9/9/08

Drift Session

The MUSIC page of Drift Session’s website offers up a bevy of tracks with names like “Convex Blues”, “Black Candles”, “Dog Leg” and “On Holliday”. On Holliday? Is this quartet of funkers from Canada? Perhaps England or Whales? Don’t think so. Very few U.K. natives actually hang their hats in Lowell Massachusetts.

But it is just this kind intentional persona building exemplified by a group of New Englanders using a term like “On Holiday” which seems to be standard operating procedure for a band like of Drift Session. The band describes itself thus:

Drift Session's sound is a combination of the 60's and 70's era of classic rock, blues, disco, and island sounds, fused together with a modern tone. Our blend of sounds and tunes make for a rhythmic groove on an winding path. Basically, we’ll shred, swing, and drift through the night.

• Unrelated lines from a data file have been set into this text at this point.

impl LocateStrategy {
    /// Order in which strategies are tried; the first hit wins.
    pub const ORDER: [Self; 8] = [
        Self::FileGlobalId,
        Self::PreviewDatabase,
        Self::ImageGlobalId,
        Self::BaseName,
        Self::KnownPattern,
        Self::NameHash,
        Self::SmartPreview,
        Self::Original,
    ];

    pub fn name(self) -> &'static str {
        match self {
            Self::FileGlobalId => "file_global_id",
            Self::PreviewDatabase => "preview_database",
            Self::ImageGlobalId => "image_global_id",
            Self::BaseName => "base_name",
            Self::KnownPattern => "known_pattern",
            Self::NameHash => "name_hash",
            Self::SmartPreview => "smart_preview",
            Self::Original => "original",
        }
    }
}

#[derive(Debug, Clone)]
pub struct LocatorOptions {
    pub deep_search: bool,
    pub use_smart_previews: bool,
    pub use_original_if_no_preview: bool,
    pub use_preview_db: bool,
    pub use_id_global: bool,
    pub known_patterns: Vec<String>,
}

impl LocatorOptions {
    pub fn from_config(config: &Config) -> Self {
        Self {
            deep_search: config.deep_search,
            use_smart_previews: config.use_smart_previews,
            use_original_if_no_preview: config.use_original_if_no_preview,
            use_preview_db: config.use_preview_db,
            use_id_global: config.use_id_global,
            known_patterns: config.known_preview_patterns.clone(),
        }
    }
}

impl Default for LocatorOptions {
    fn default() -> Self {
        Self::from_config(&Config::default())
    }
}

#[derive(Debug, Clone, Copy, Default, PartialEq, Eq, Serialize)]
pub struct ScanSummary {
    pub total: usize,
    pub found: usize,
}

/// Canonical dashed, lower-cased form of a global id. 32 bare hex digits are
/// regrouped `8-4-4-4-12`; anything else is only lower-cased.
pub fn format_global_id(raw: &str) -> Option<String> {
    let id = raw.trim();
    if id.is_empty() {
        return None;
    }
    if id.len() == 32 && id.chars().all(|c| c.is_ascii_hexdigit()) {
        return Some(
            format!(
                "{}-{}-{}-{}-{}",
                &id[0..8],
                &id[8..12],
                &id[12..16],
                &id[16..20],
                &id[20..32]
            )
            .to_lowercase(),
        );
    }
    Some(id.to_lowercase())
}

/// Hex MD5 of the base name, as used by hash-named preview files.
pub fn name_hash(base_name: &str) -> String {
    format!("{:x}", Md5::digest(base_name.as_bytes()))
}

/// Finds the preview file for a catalog record.
///
/// Indexes are built once at construction. Located paths are cached per
/// `(record_id, base_name)`; a cache hit runs no strategy at all.
pub struct PreviewLocator {
    dirs: PreviewDirs,
    options: LocatorOptions,
    index: PreviewIndex,
    smart_index: PreviewIndex,
    preview_db: Option<PreviewDatabase>,
    cache: LocationCache,
    attempts: AtomicU64,
}

impl PreviewLocator {
    pub fn new(dirs: PreviewDirs, options: LocatorOptions) -> Self {
        let index = PreviewIndex::build(&dirs.previews);
        let smart_index = if options.use_smart_previews {
            PreviewIndex::build(&dirs.smart_previews)
        } else {
            PreviewIndex::empty(&dirs.smart_previews)
        };
        let preview_db = if options.use_preview_db {
            PreviewDatabase::locate(&dirs.previews)
        } else {
            None
        };
        if let Some(db) = &preview_db {
            debug!("Using preview database {}", db.path().display());
        }

        Self {
            dirs,
            options,
            index,
            smart_index,
            preview_db,
            cache: LocationCache::new(),
            attempts: AtomicU64::new(0),
        }
    }

    pub fn dirs(&self) -> &PreviewDirs {
        &self.dirs
    }

    pub fn options(&self) -> &LocatorOptions {
        &self.options
    }

    pub fn index(&self) -> &PreviewIndex {
        &self.index
    }

    /// Adapts the strategy set to what the catalog and preview tree offer.
    pub fn optimize(&mut self, schema: &CatalogSchema) {
        if self.options.use_id_global && !schema.has_global_ids() {
            info!("Catalog has no global ids, disabling id-based preview search");
            self.options.use_id_global = false;
        }
        if self.options.known_patterns.is_empty() {
            let detected = self.index.detect_suffix_patterns();
            if !detected.is_empty() {
                info!("Using {} detected preview name patterns", detected.len());
                self.options.known_patterns = detected;
            }
        }
    }

    fn enabled(&self, strategy: LocateStrategy) -> bool {
        match strategy {
            LocateStrategy::FileGlobalId | LocateStrategy::ImageGlobalId => {
                self.options.use_id_global
            }
            LocateStrategy::PreviewDatabase => self.preview_db.is_some(),
            LocateStrategy::BaseName => true,
            LocateStrategy::KnownPattern => !self.options.known_patterns.is_empty(),
            LocateStrategy::NameHash => self.options.deep_search,
            LocateStrategy::SmartPreview => self.options.use_smart_previews,
            LocateStrategy::Original => self.options.use_original_if_no_preview,
        }
    }

    fn run_strategy(&self, strategy: LocateStrategy, record: &CatalogRecord) -> Option<PathBuf> {
        match strategy {
            LocateStrategy::FileGlobalId => self.by_global_id(record.file_global_id.as_deref()),
            LocateStrategy::PreviewDatabase => self.by_preview_db(record),
            LocateStrategy::ImageGlobalId => self.by_global_id(record.image_global_id.as_deref()),
            LocateStrategy::BaseName => self.by_base_name(record),
            LocateStrategy::KnownPattern => self.by_pattern(record),
            LocateStrategy::NameHash => self.by_name_hash(record),
            LocateStrategy::SmartPreview => self.by_smart_preview(record),
            LocateStrategy::Original => by_original(record),
        }
    }

    /// Returns the preview path for `record`, or `None` when every enabled
    /// strategy comes up empty.
    pub fn locate(&self, record: &CatalogRecord) -> Option<PathBuf> {
        if let Some(path) = self.cache.get(record.record_id, &record.base_name) {
            return Some(path);
        }

        for strategy in LocateStrategy::ORDER {
            if !self.enabled(strategy) {
                continue;
            }
            self.attempts.fetch_add(1, Ordering::Relaxed);
            if let Some(path) = self.run_strategy(strategy, record) {
                debug!(
                    "Preview for {} ({}) found by {}: {}",
                    record.base_name,
                    record.record_id,
                    strategy.name(),
                    path.display()
                );
                self.cache
                    .insert(record.record_id, &record.base_name, path.clone());
                return Some(path);
            }
        }

        warn!(
            "No preview found for {} (record {})",
            record.base_name, record.record_id
        );
        None
    }

    fn by_global_id(&self, id: Option<&str>) -> Option<PathBuf> {
        let id = format_global_id(id?)?;
        best_candidate(self.index.containing(&id))
    }

    fn by_preview_db(&self, record: &CatalogRecord) -> Option<PathBuf> {
        let db = self.preview_db.as_ref()?;
        match db.preview_uuid(record.record_id) {
            Ok(Some(uuid)) => best_candidate(self.index.containing(&uuid)),
            Ok(None) => None,
            Err(e) => {
                debug!("Preview database lookup failed for {}: {}", record.record_id, e);
                None
            }
        }
    }

    fn by_base_name(&self, record: &CatalogRecord) -> Option<PathBuf> {
        let stem = record.stem().to_lowercase();
        if stem.is_empty() {
            return None;
        }
        let exact_stem = stem.clone();
        best_candidate(self.index.matching(move |name| {
            name.rsplit_once('.').map_or(name, |(s, _)| s) == exact_stem
        }))
        .or_else(|| best_candidate(self.index.containing(&stem)))
    }

    fn by_pattern(&self, record: &CatalogRecord) -> Option<PathBuf> {
        let stem = record.stem().to_lowercase();
        let file_id = record.file_id.to_string();
        self.options.known_patterns.iter().find_map(|pattern| {
            let pattern = pattern.to_lowercase();
            let (stem, file_id) = (stem.clone(), file_id.clone());
            best_candidate(self.index.matching(move |name| {
                name.contains(&pattern)
                    && ((!stem.is_empty() && name.contains(&stem)) || name.contains(&file_id))
            }))
        })
    }

    fn by_name_hash(&self, record: &CatalogRecord) -> Option<PathBuf> {
        best_candidate(self.index.containing(&name_hash(&record.base_name)))
    }

    fn by_smart_preview(&self, record: &CatalogRecord) -> Option<PathBuf> {
        let stem = record.stem().to_lowercase();
        if stem.is_empty() {
            return None;
        }
        let parts: Vec<String> = stem
            .split('-')
            .filter(|part| part.len() > 3)
            .map(str::to_string)
            .collect();

        best_candidate(self.smart_index.matching(move |name| {
            name.ends_with(".dng")
                && (name.contains(&stem) || parts.iter().any(|p| name.contains(p.as_str())))
        }))
    }

    pub fn cache_stats(&self) -> CacheStats {
        self.cache.stats()
    }

    /// Drops all cached locations, returning how many were removed.
    pub fn clear_cache(&self) -> usize {
        let removed = self.cache.clear();
        info!("Cleared {} cached preview locations", removed);
        removed
    }

    /// Strategy executions since construction.
    pub fn strategy_attempts(&self) -> u64 {
        self.attempts.load(Ordering::Relaxed)
    }

    /// Locates previews for every record without decoding anything.
    pub fn scan(&self, records: &[CatalogRecord]) -> ScanSummary {
        let mut summary = ScanSummary {
            total: records.len(),
            found: 0,
        };
        for (i, record) in records.iter().enumerate() {
            if self.locate(record).is_some() {
                summary.found += 1;
            }
            if (i + 1) % SCAN_PROGRESS_EVERY == 0 {
                info!("Scanned {}/{} records, {} previews found", i + 1, summary.total, summary.found);
            }
        }
        info!(
            "Preview scan complete: {}/{} records have a preview",
            summary.found, summary.total
        );
        summary
    }
}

It’s beautiful dream, I will admit. I read this description, then close my eyes and imagine an updated Wild Cherry or perhaps Blind Faith with a harder edge. Maybe I am just too hopeful in my imaginings. Alas, clicking on the above mentioned track yields not much more than the tried and true, wak-a-tik-a guitar rhythm which is the stock and trade of every axe man who has learned how to play bar chords and is saving up for a Wahwah pedal—can’t you just see the jar on some bookshelf in Lowell being filled with loose change and Rock n’ Roll fantasies?

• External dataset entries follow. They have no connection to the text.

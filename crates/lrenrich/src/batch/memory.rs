//! Memory-pressure valve run between batches.

use std::sync::{Mutex, PoisonError};

use serde::Serialize;
use sysinfo::{Pid, System};
use tracing::{debug, info, warn};

use crate::preview::PreviewLocator;

const MIB: f64 = 1024.0 * 1024.0;

/// Source of the process's resident memory, in bytes.
pub trait MemoryProbe: Send + Sync {
    fn resident_bytes(&self) -> Option<u64>;
}

/// Reads the current process's resident set size through `sysinfo`.
pub struct ProcessMemoryProbe {
    system: Mutex<System>,
    pid: Option<Pid>,
}

impl ProcessMemoryProbe {
    pub fn new() -> Self {
        let pid = sysinfo::get_current_pid()
            .map_err(|e| warn!("Cannot determine current pid, memory valve disabled: {}", e))
            .ok();
        Self {
            system: Mutex::new(System::new()),
            pid,
        }
    }
}

impl Default for ProcessMemoryProbe {
    fn default() -> Self {
        Self::new()
    }
}

impl MemoryProbe for ProcessMemoryProbe {
    fn resident_bytes(&self) -> Option<u64> {
        let pid = self.pid?;
        let mut system = self.system.lock().unwrap_or_else(PoisonError::into_inner);
        system.refresh_process(pid);
        system.process(pid).map(|p| p.memory())
    }
}

#[derive(Debug, Clone, Copy, PartialEq, Eq, Serialize)]
pub struct MemoryRelief {
    pub before_bytes: u64,
    pub after_bytes: u64,
    pub cleared_entries: usize,
}

impl MemoryRelief {
    pub fn freed_bytes(&self) -> u64 {
        self.before_bytes.saturating_sub(self.after_bytes)
    }
}

pub struct MemoryGuard {
    probe: Box<dyn MemoryProbe>,
    limit_bytes: u64,
    pressure_ratio: f64,
}

impl MemoryGuard {
    /// `limit_bytes == 0` disables the valve.
    pub fn new(probe: Box<dyn MemoryProbe>, limit_bytes: u64, pressure_ratio: f64) -> Self {
        Self {
            probe,
            limit_bytes,
            pressure_ratio,
        }
    }

    pub fn disabled() -> Self {
        Self::new(Box::new(ProcessMemoryProbe::new()), 0, 1.0)
    }

    pub fn threshold_bytes(&self) -> u64 {
        (self.limit_bytes as f64 * self.pressure_ratio) as u64
    }

    /// Clears the locator cache when resident memory is above the threshold.
    /// Returns what was done, or `None` when no action was needed.
    pub fn check(&self, locator: &PreviewLocator) -> Option<MemoryRelief> {
        if self.limit_bytes == 0 {
            return None;
        }
        let before = self.probe.resident_bytes()?;
        let threshold = self.threshold_bytes();
        if before <= threshold {
            debug!("Memory usage {:.1} MiB within limit", before as f64 / MIB);
            return None;
        }

        warn!(
            "Memory usage {:.1} MiB above {:.1} MiB, clearing preview cache",
            before as f64 / MIB,
            threshold as f64 / MIB
        );
        let cleared_entries = locator.clear_cache();
        let after = self.probe.resident_bytes().unwrap_or(before);
        let relief = MemoryRelief {
            before_bytes: before,
            after_bytes: after,
            cleared_entries,
        };
        info!(
            "Memory after cleanup: {:.1} MiB ({:.1} MiB freed)",
            after as f64 / MIB,
            relief.freed_bytes() as f64 / MIB
        );
        Some(relief)
    }
}
//! Turns a located preview file into a bitmap.
//!
//! Lightroom previews come in several containers: bare JPEGs, `.lrprev` files
//! wrapping JPEG streams in a proprietary header, DNG smart previews, and
//! occasionally unknown blobs with a JPEG inside. [`PreviewDecoder`] tries a
//! fixed sequence of strategies and keeps the first bitmap produced.

use std::path::{Path, PathBuf};
use std::sync::atomic::{AtomicUsize, Ordering};
use std::sync::Arc;

use image::{DynamicImage, GenericImageView, ImageFormat};
use serde::Serialize;
use thiserror::Error;
use tracing::debug;

pub mod jpeg;
pub mod raw;

#[derive(Error, Debug)]
pub enum DecodeError {
    #[error("Preview file is empty: {0}")]
    EmptyFile(PathBuf),

    #[error("Failed to read preview '{path}': {source}")]
    Read {
        path: PathBuf,
        #[source]
        source: std::io::Error,
    },

    #[error("No decoding strategy could read {0}")]
    Exhausted(PathBuf),
}

#[derive(Debug, Clone, Copy, PartialEq, Eq, Hash, Serialize)]
#[serde(rename_all = "snake_case")]
pub enum DecodeStrategy {
    JpegSignature,
    Generic,
    LegacyContainer,
    RawContainer,
    MarkerScan,
    FinalGeneric,
}

impl DecodeStrategy {
    pub const ORDER: [Self; 6] = [
        Self::JpegSignature,
        Self::Generic,
        Self::LegacyContainer,
        Self::RawContainer,
        Self::MarkerScan,
        Self::FinalGeneric,
    ];
}

/// What every strategy gets to look at.
pub struct DecodeInput<'a> {
    pub path: &'a Path,
    pub bytes: &'a [u8],
    pub extension: String,
}

impl<'a> DecodeInput<'a> {
    pub fn new(path: &'a Path, bytes: &'a [u8]) -> Self {
        let extension = path
            .extension()
            .and_then(|e| e.to_str())
            .map(str::to_lowercase)
            .unwrap_or_default();
        Self {
            path,
            bytes,
            extension,
        }
    }
}

struct LiveGuard(Arc<AtomicUsize>);

impl LiveGuard {
    fn acquire(counter: &Arc<AtomicUsize>) -> Self {
        counter.fetch_add(1, Ordering::SeqCst);
        Self(Arc::clone(counter))
    }
}

impl Drop for LiveGuard {
    fn drop(&mut self) {
        self.0.fetch_sub(1, Ordering::SeqCst);
    }
}

/// A decoded bitmap. Dropping it releases the pixels and the decoder's
/// live-handle count together.
pub struct DecodedPreview {
    image: DynamicImage,
    source: PathBuf,
    strategy: DecodeStrategy,
    _guard: LiveGuard,
}

impl DecodedPreview {
    pub fn image(&self) -> &DynamicImage {
        &self.image
    }

    pub fn source(&self) -> &Path {
        &self.source
    }

    pub fn strategy(&self) -> DecodeStrategy {
        self.strategy
    }

    pub fn dimensions(&self) -> (u32, u32) {
        self.image.dimensions()
    }

    pub fn width(&self) -> u32 {
        self.image.width()
    }

    pub fn height(&self) -> u32 {
        self.image.height()
    }
}

impl std::fmt::Debug for DecodedPreview {
    fn fmt(&self, f: &mut std::fmt::Formatter<'_>) -> std::fmt::Result {
        f.debug_struct("DecodedPreview")
            .field("source", &self.source)
            .field("strategy", &self.strategy)
            .field("dimensions", &self.dimensions())
            .finish()
    }
}

#[derive(Debug, Clone, Default)]
pub struct PreviewDecoder {
    live: Arc<AtomicUsize>,
}

impl PreviewDecoder {
    pub fn new() -> Self {
        Self::default()
    }

    /// Bitmaps handed out by this decoder and not yet dropped.
    pub fn live_handles(&self) -> usize {
        self.live.load(Ordering::SeqCst)
    }

    pub fn decode(&self, path: &Path) -> Result<DecodedPreview, DecodeError> {
        let bytes = std::fs::read(path).map_err(|source| DecodeError::Read {
            path: path.to_path_buf(),
            source,
        })?;
        if bytes.is_empty() {
            return Err(DecodeError::EmptyFile(path.to_path_buf()));
        }

        let input = DecodeInput::new(path, &bytes);
        for strategy in DecodeStrategy::ORDER {
            if let Some(image) = attempt(strategy, &input) {
                debug!(
                    strategy = ?strategy,
                    width = image.width(),
                    height = image.height(),
                    "Decoded {}",
                    path.display()
                );
                return Ok(DecodedPreview {
                    image,
                    source: path.to_path_buf(),
                    strategy,
                    _guard: LiveGuard::acquire(&self.live),
                });
            }
        }
        Err(DecodeError::Exhausted(path.to_path_buf()))
    }
}

fn attempt(strategy: DecodeStrategy, input: &DecodeInput<'_>) -> Option<DynamicImage> {
    let result = match strategy {
        DecodeStrategy::JpegSignature => {
            if !jpeg::has_signature(input.bytes) {
                return None;
            }
            decode_jpeg(input.bytes)
        }
        DecodeStrategy::Generic => image::load_from_memory(input.bytes).map_err(|e| e.to_string()),
        DecodeStrategy::LegacyContainer => {
            if input.extension != "lrprev" {
                return None;
            }
            decode_jpeg(jpeg::legacy_span(input.bytes)?)
        }
        DecodeStrategy::RawContainer => {
            if input.extension != "dng" {
                return None;
            }
            largest_embedded(input.bytes)
                .map(Ok)
                .unwrap_or_else(|| raw::decode_raw(input.path))
        }
        DecodeStrategy::MarkerScan => decode_jpeg(jpeg::signature_span(input.bytes)?),
        DecodeStrategy::FinalGeneric => image::open(input.path).map_err(|e| e.to_string()),
    };

    match result {
        Ok(image) => Some(image),
        Err(e) => {
            debug!(strategy = ?strategy, "Decode attempt failed for {}: {}", input.path.display(), e);
            None
        }
    }
}

fn decode_jpeg(bytes: &[u8]) -> Result<DynamicImage, String> {
    image::load_from_memory_with_format(bytes, ImageFormat::Jpeg).map_err(|e| e.to_string())
}

/// The decodable embedded JPEG with the most pixels.
fn largest_embedded(bytes: &[u8]) -> Option<DynamicImage> {
    jpeg::embedded_jpegs(bytes)
        .into_iter()
        .filter_map(|span| decode_jpeg(span).ok())
        .max_by_key(|image| u64::from(image.width()) * u64::from(image.height()))
}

“Convex Blues” is very much the same, but when the vocal kicks in, I am put in mind of a more forced and wearier Groove Child, a New Hampshire band that achieved some local acclaim when I was in high school…twelve years ago. It was that crazy couple of years in the mid nineties when my contemporaries had discovered Mom’s beads and Dad’s granny glasses and hippy nostalgia became more prominent than the original wave of actual hippy culture ever had been. I guess we can blame bands like Groove Child and others in that vein for stealing those couple of years from America’s youth. Perhaps not Phish, but Phish culture and Phish nation.

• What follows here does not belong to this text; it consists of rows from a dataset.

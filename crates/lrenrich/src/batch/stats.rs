use std::collections::BTreeMap;
use std::sync::{Arc, Mutex, MutexGuard, PoisonError};
use std::time::Duration;

use chrono::{DateTime, Utc};
use serde::Serialize;

use crate::pipeline::Stage;
use crate::preview::CacheStats;
use crate::worker::ProcessingResult;

/// Run-scoped counters, shared by every worker behind one mutex.
pub type SharedStats = Arc<Mutex<ProcessingStats>>;

pub fn lock_stats(stats: &SharedStats) -> MutexGuard<'_, ProcessingStats> {
    stats.lock().unwrap_or_else(PoisonError::into_inner)
}

#[derive(Debug, Clone, PartialEq, Serialize)]
pub struct ProcessingStats {
    pub total_images: u64,
    pub processed_images: u64,
    pub successful_images: u64,
    pub failed_images: u64,
    pub skipped_images: u64,
    pub preview_found: u64,
    pub failures_by_stage: BTreeMap<Stage, u64>,
    pub started_at: DateTime<Utc>,
    pub total_time: Duration,
}

impl ProcessingStats {
    pub fn new() -> Self {
        Self {
            total_images: 0,
            processed_images: 0,
            successful_images: 0,
            failed_images: 0,
            skipped_images: 0,
            preview_found: 0,
            failures_by_stage: BTreeMap::new(),
            started_at: Utc::now(),
            total_time: Duration::ZERO,
        }
    }

    pub fn record(&mut self, result: &ProcessingResult) {
        self.processed_images += 1;
        if result.success {
            self.successful_images += 1;
        } else {
            self.failed_images += 1;
            *self.failures_by_stage.entry(result.stage).or_insert(0) += 1;
        }
    }

    /// Percentage of processed images that succeeded.
    pub fn success_rate(&self) -> f64 {
        if self.processed_images == 0 {
            0.0
        } else {
            self.successful_images as f64 / self.processed_images as f64 * 100.0
        }
    }

    pub fn avg_time_per_image(&self) -> Duration {
        match u32::try_from(self.processed_images) {
            Ok(0) => Duration::ZERO,
            Ok(n) => self.total_time / n,
            Err(_) => Duration::from_secs_f64(
                self.total_time.as_secs_f64() / self.processed_images as f64,
            ),
        }
    }
}

impl Default for ProcessingStats {
    fn default() -> Self {
        Self::new()
    }
}

/// Final statistics of one run.
#[derive(Debug, Clone, Serialize)]
pub struct RunReport {
    #[serde(flatten)]
    pub stats: ProcessingStats,
    pub success_rate: f64,
    pub avg_time_per_image: Duration,
    pub cache: CacheStats,
    pub interrupted: bool,
}

impl RunReport {
    pub fn new(stats: ProcessingStats, cache: CacheStats, interrupted: bool) -> Self {
        Self {
            success_rate: stats.success_rate(),
            avg_time_per_image: stats.avg_time_per_image(),
            stats,
            cache,
            interrupted,
        }
    }
}

#[cfg(test)]
mod tests {
    use super::*;
    use crate::catalog::CatalogRecord;
    use std::path::PathBuf;

    fn result(id: i64, stage: Stage, success: bool) -> ProcessingResult {
        let record = CatalogRecord {
            record_id: id,
            file_id: id,
            base_name: format!("{}.jpg", id),
            path_from_root: String::new(),
            root_folder: PathBuf::new(),
            image_global_id: None,
            file_global_id: None,
            capture_time: None,
        };
        if success {
            ProcessingResult::success(&record, PathBuf::from("/p"))
        } else {
            ProcessingResult::failure(&record, stage, "failed")
        }
    }

    #[test]
    fn test_record_counts() {
        let mut stats = ProcessingStats::new();
        stats.record(&result(1, Stage::Persisted, true));
        stats.record(&result(2, Stage::Analyzed, false));
        stats.record(&result(3, Stage::Analyzed, false));
        stats.record(&result(4, Stage::Located, false));

        assert_eq!(stats.processed_images, 4);
        assert_eq!(stats.successful_images, 1);
        assert_eq!(stats.failed_images, 3);
        assert_eq!(stats.failures_by_stage[&Stage::Analyzed], 2);
        assert_eq!(stats.failures_by_stage[&Stage::Located], 1);
        assert!((stats.success_rate() - 25.0).abs() < 1e-9);
    }

    #[test]
    fn test_avg_time() {
        let mut stats = ProcessingStats::new();
        assert_eq!(stats.avg_time_per_image(), Duration::ZERO);

        stats.processed_images = 4;
        stats.total_time = Duration::from_secs(10);
        assert_eq!(stats.avg_time_per_image(), Duration::from_millis(2500));
    }

    #[test]
    fn test_report_serializes_flat() {
        let mut stats = ProcessingStats::new();
        stats.record(&result(1, Stage::Decoded, false));
        let report = RunReport::new(stats, CacheStats::default(), false);

        let value = serde_json::to_value(&report).unwrap();
        assert_eq!(value["failed_images"], 1);
        assert_eq!(value["failures_by_stage"]["decoded"], 1);
        assert_eq!(value["interrupted"], false);
    }
}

We can absolutely blame this stable of jam band retreads for handing down a stock-pile of influence to current ensembles like Drift Session. I am not saying that this is a completely worthless band, and if you enjoy recordings in witch the snare drum is right at the front of the mix, than these Mp3s are for you. But one might hope that this group would take some time out and learn to speak with it’s own voice before resurrecting the wak-a-tik-a another time.